▶ **TASK OBJECTIVE**
In the listing below, find each line that holds the string "whose" and copy it.

(DATASET)

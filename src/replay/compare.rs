//! Captured-versus-replayed comparison.
//!
//! The insert id is deliberately not compared: it depends on the target's
//! auto-increment state, not on the query.

use std::time::Duration;

use crate::protocol::query::{LastExecutedQueryInfo, QueryResult, QueryStatus};
use crate::replay::ReplayOutcome;

/// One field that differs between the captured and replayed result
#[derive(Debug, Clone, Copy, PartialEq, Eq)]
pub enum Mismatch {
    ColumnCount { captured: u64, replayed: u64 },
    RowsSent { captured: u64, replayed: u64 },
    RowsAffected { captured: u64, replayed: u64 },
    WarningCount { captured: u16, replayed: u16 },
    ErrorCode { captured: Option<u16>, replayed: Option<u16> },
}

/// Every field of `replayed` that disagrees with `captured`
pub fn compare_results(captured: &QueryResult, replayed: &QueryResult) -> Vec<Mismatch> {
    let mut mismatches = Vec::new();

    if captured.error_code != replayed.error_code {
        mismatches.push(Mismatch::ErrorCode {
            captured: captured.error_code,
            replayed: replayed.error_code,
        });
    }
    if captured.column_count != replayed.column_count {
        mismatches.push(Mismatch::ColumnCount {
            captured: captured.column_count,
            replayed: replayed.column_count,
        });
    }
    if captured.rows_sent != replayed.rows_sent {
        mismatches.push(Mismatch::RowsSent {
            captured: captured.rows_sent,
            replayed: replayed.rows_sent,
        });
    }
    if captured.rows_affected != replayed.rows_affected {
        mismatches.push(Mismatch::RowsAffected {
            captured: captured.rows_affected,
            replayed: replayed.rows_affected,
        });
    }
    if captured.warning_count != replayed.warning_count {
        mismatches.push(Mismatch::WarningCount {
            captured: captured.warning_count,
            replayed: replayed.warning_count,
        });
    }

    mismatches
}

/// Outcome and timing comparison for one query
#[derive(Debug, Clone, PartialEq, Eq)]
pub struct OutcomeComparison {
    pub query: String,
    pub mismatches: Vec<Mismatch>,
    /// Server time observed in the capture, when the captured result completed
    pub captured_duration: Option<Duration>,
    pub replay_duration: Duration,
    /// Set when replay itself failed (connection, timeout), not when the query errored
    pub replay_failure: Option<String>,
    /// The capture never showed a complete result, so there is nothing to diff
    pub captured_incomplete: bool,
}

impl OutcomeComparison {
    /// Replay reproduced the captured outcome
    pub fn matches(&self) -> bool {
        self.mismatches.is_empty() && self.replay_failure.is_none() && !self.captured_incomplete
    }

    /// Replay time divided by captured time
    pub fn slowdown(&self) -> Option<f64> {
        let captured = self.captured_duration?;
        if captured.is_zero() {
            return None;
        }
        Some(self.replay_duration.as_secs_f64() / captured.as_secs_f64())
    }
}

/// Compare a captured record with the outcome of replaying it
pub fn compare_outcome(info: &LastExecutedQueryInfo, outcome: &ReplayOutcome) -> OutcomeComparison {
    let captured_incomplete = info.status != QueryStatus::Completed;

    let (mismatches, replay_failure) = match &outcome.result {
        Ok(replayed) if !captured_incomplete => (compare_results(&info.result, replayed), None),
        Ok(_) => (Vec::new(), None),
        Err(reason) => (Vec::new(), Some(reason.clone())),
    };

    OutcomeComparison {
        query: info.query.clone(),
        mismatches,
        captured_duration: info.captured_duration(),
        replay_duration: outcome.duration,
        replay_failure,
        captured_incomplete,
    }
}
//! Connection addressing.
//!
//! Capture delivers client and server traffic as two directional streams. Both
//! are keyed by the client endpoint, whose packed correlation key is the only
//! identity used to pair them and to order replay per session.

use std::fmt;
use std::net::{Ipv4Addr, SocketAddrV4};

use serde::{Deserialize, Serialize};

/// Client endpoint of a captured session
#[derive(Debug, Clone, Copy, PartialEq, Eq, Hash, Serialize, Deserialize)]
pub struct ConnectionIdentity {
    pub address: u32,
    pub port: u16,
}

impl ConnectionIdentity {
    pub fn new(address: u32, port: u16) -> Self {
        Self { address, port }
    }

    /// Port in the high bits, address in the low 32 bits
    #[inline]
    pub fn correlation_key(&self) -> u64 {
        (u64::from(self.port) << 32) | u64::from(self.address)
    }

    /// Inverse of [`correlation_key`](Self::correlation_key)
    pub fn from_correlation_key(key: u64) -> Self {
        Self {
            address: (key & 0xFFFF_FFFF) as u32,
            port: ((key >> 32) & 0xFFFF) as u16,
        }
    }
}

impl From<SocketAddrV4> for ConnectionIdentity {
    fn from(addr: SocketAddrV4) -> Self {
        Self::new(u32::from(*addr.ip()), addr.port())
    }
}

impl From<ConnectionIdentity> for SocketAddrV4 {
    fn from(id: ConnectionIdentity) -> Self {
        SocketAddrV4::new(Ipv4Addr::from(id.address), id.port)
    }
}

impl fmt::Display for ConnectionIdentity {
    fn fmt(&self, f: &mut fmt::Formatter<'_>) -> fmt::Result {
        write!(f, "{}", SocketAddrV4::from(*self))
    }
}

/// Which side sent a packet, or whose turn it is to speak
#[derive(Debug, Clone, Copy, Default, PartialEq, Eq, Hash, Serialize, Deserialize)]
pub enum Origin {
    #[default]
    Undefined,
    Client,
    Server,
}

/// Direction of a captured byte stream
#[derive(Debug, Clone, Copy, PartialEq, Eq, Hash)]
pub enum Direction {
    ClientToServer,
    ServerToClient,
}

impl Direction {
    /// Infer direction from a segment's ports and the captured server port
    pub fn from_ports(src_port: u16, dst_port: u16, server_port: u16) -> Option<Self> {
        if dst_port == server_port {
            Some(Direction::ClientToServer)
        } else if src_port == server_port {
            Some(Direction::ServerToClient)
        } else {
            None
        }
    }

    /// Side that produced bytes travelling in this direction
    pub fn origin(self) -> Origin {
        match self {
            Direction::ClientToServer => Origin::Client,
            Direction::ServerToClient => Origin::Server,
        }
    }
}

#[cfg(test)]
mod tests {
    use super::*;

    #[test]
    fn test_correlation_key_packing() {
        let id = ConnectionIdentity::new(0xC0A8_0001, 0xABCD);
        assert_eq!(id.correlation_key(), 0x0000_ABCD_C0A8_0001);
        assert_eq!(ConnectionIdentity::from_correlation_key(id.correlation_key()), id);
    }

    #[test]
    fn test_distinct_ports_distinct_keys() {
        let a = ConnectionIdentity::new(0x7F00_0001, 50000);
        let b = ConnectionIdentity::new(0x7F00_0001, 50001);
        assert_ne!(a.correlation_key(), b.correlation_key());
    }

    #[test]
    fn test_socket_addr_conversion() {
        let addr = SocketAddrV4::new(Ipv4Addr::new(10, 0, 0, 7), 41234);
        let id = ConnectionIdentity::from(addr);
        assert_eq!(id.address, 0x0A00_0007);
        assert_eq!(id.to_string(), "10.0.0.7:41234");
    }

    #[test]
    fn test_direction_from_ports() {
        assert_eq!(
            Direction::from_ports(41234, 3306, 3306),
            Some(Direction::ClientToServer)
        );
        assert_eq!(
            Direction::from_ports(3306, 41234, 3306),
            Some(Direction::ServerToClient)
        );
        assert_eq!(Direction::from_ports(80, 443, 3306), None);
        assert_eq!(Direction::ServerToClient.origin(), Origin::Server);
    }
}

(End DATASET)

▶ **TASK RESPONSE**
//! are keyed by the client endpoint, whose packed correlation key is the only
/// Which side sent a packet, or whose turn it is to speak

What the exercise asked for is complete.